### [DESCRIPTION OF THE TASK]
Take the line that contains "recording (default: 1000)." as the first line and the final line of the records as the last; return exactly those lines and the lines between.

[[ TASK MATERIAL open ]]

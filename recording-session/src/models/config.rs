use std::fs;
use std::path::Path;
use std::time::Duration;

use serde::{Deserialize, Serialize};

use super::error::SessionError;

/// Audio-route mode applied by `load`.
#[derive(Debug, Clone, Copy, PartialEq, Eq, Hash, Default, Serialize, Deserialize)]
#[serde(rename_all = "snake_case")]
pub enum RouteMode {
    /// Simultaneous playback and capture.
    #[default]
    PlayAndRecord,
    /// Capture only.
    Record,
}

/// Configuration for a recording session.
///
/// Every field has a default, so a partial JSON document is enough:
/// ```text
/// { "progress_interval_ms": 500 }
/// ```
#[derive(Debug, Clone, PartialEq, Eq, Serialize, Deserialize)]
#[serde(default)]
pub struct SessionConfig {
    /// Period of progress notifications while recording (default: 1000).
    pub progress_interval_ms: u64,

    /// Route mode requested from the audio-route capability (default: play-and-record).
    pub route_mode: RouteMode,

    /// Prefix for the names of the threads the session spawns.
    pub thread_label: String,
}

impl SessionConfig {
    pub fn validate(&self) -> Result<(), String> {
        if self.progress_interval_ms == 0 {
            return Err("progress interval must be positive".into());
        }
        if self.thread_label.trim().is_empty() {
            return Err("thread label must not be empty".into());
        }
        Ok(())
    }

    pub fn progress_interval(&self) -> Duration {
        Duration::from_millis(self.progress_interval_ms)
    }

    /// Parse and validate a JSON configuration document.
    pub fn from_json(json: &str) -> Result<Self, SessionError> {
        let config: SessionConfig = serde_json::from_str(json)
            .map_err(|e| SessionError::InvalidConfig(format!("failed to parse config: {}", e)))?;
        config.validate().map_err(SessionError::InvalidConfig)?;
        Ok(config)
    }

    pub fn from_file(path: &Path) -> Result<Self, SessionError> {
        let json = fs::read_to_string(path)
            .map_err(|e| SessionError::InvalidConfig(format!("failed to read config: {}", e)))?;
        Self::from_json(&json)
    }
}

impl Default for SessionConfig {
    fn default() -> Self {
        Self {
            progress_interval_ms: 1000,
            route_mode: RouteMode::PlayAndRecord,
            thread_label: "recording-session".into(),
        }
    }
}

[[ TASK MATERIAL closed ]]

### [SOLUTION TO THE EXERCISE]
    /// Period of progress notifications while recording (default: 1000).
    pub progress_interval_ms: u64,

    /// Route mode requested from the audio-route capability (default: play-and-record).
    pub route_mode: RouteMode,

    /// Prefix for the names of the threads the session spawns.
    pub thread_label: String,
}

impl SessionConfig {
    pub fn validate(&self) -> Result<(), String> {
        if self.progress_interval_ms == 0 {
            return Err("progress interval must be positive".into());
        }
        if self.thread_label.trim().is_empty() {
            return Err("thread label must not be empty".into());
        }
        Ok(())
    }

    pub fn progress_interval(&self) -> Duration {
        Duration::from_millis(self.progress_interval_ms)
    }

    /// Parse and validate a JSON configuration document.
    pub fn from_json(json: &str) -> Result<Self, SessionError> {
        let config: SessionConfig = serde_json::from_str(json)
            .map_err(|e| SessionError::InvalidConfig(format!("failed to parse config: {}", e)))?;
        config.validate().map_err(SessionError::InvalidConfig)?;
        Ok(config)
    }

    pub fn from_file(path: &Path) -> Result<Self, SessionError> {
        let json = fs::read_to_string(path)
            .map_err(|e| SessionError::InvalidConfig(format!("failed to read config: {}", e)))?;
        Self::from_json(&json)
    }
}

impl Default for SessionConfig {
    fn default() -> Self {
        Self {
            progress_interval_ms: 1000,
            route_mode: RouteMode::PlayAndRecord,
            thread_label: "recording-session".into(),
        }
    }
}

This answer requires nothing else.